* TASK OBJECTIVE *
Print the records below word for word, beginning with the first line and ending once the line containing "to JSON for" is printed.

* LISTED ENTRIES *
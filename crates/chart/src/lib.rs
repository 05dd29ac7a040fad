//! # Cohort Chart
//!
//! Grouped score distributions built from factor slices.
//!
//! Each population (e.g. one subject's factor tree) contributes the
//! `(score, outcome)` pairs of [`SliceSamples`](cohort_factor_tree::SliceSamples).
//! The chart groups them by population, then by outcome in a caller-supplied
//! display order, and summarizes every group as a box plot.
//!
//! ```text
//! population ─┬─ outcome (display order) ─> BoxStats { min, q1, median, q3, max }
//!             └─ ...
//! ```
//!
//! Output is data, not pixels: [`CorrelationChart::spec`] serializes to JSON for
//! an external plotting tool, and [`render_markdown`] prints a table with a text
//! glyph per box.

mod chart;
mod error;
mod render;
mod summary;

pub use chart::{ChartRow, ChartSpec, CorrelationChart, OutcomeGroup, PopulationGroups};
pub use error::{ChartError, Result};
pub use render::render_markdown;
pub use summary::BoxStats;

* SOLUTION BELOW *
filename crates/chart/src/lib.rs
repository 05dd29ac7a040fad
//! # Cohort Chart
//!
//! Grouped score distributions built from factor slices.
//!
//! Each population (e.g. one subject's factor tree) contributes the
//! `(score, outcome)` pairs of [`SliceSamples`](cohort_factor_tree::SliceSamples).
//! The chart groups them by population, then by outcome in a caller-supplied
//! display order, and summarizes every group as a box plot.
//!
//! ```text
//! population ─┬─ outcome (display order) ─> BoxStats { min, q1, median, q3, max }
//!             └─ ...
//! ```
//!
//! Output is data, not pixels: [`CorrelationChart::spec`] serializes to JSON for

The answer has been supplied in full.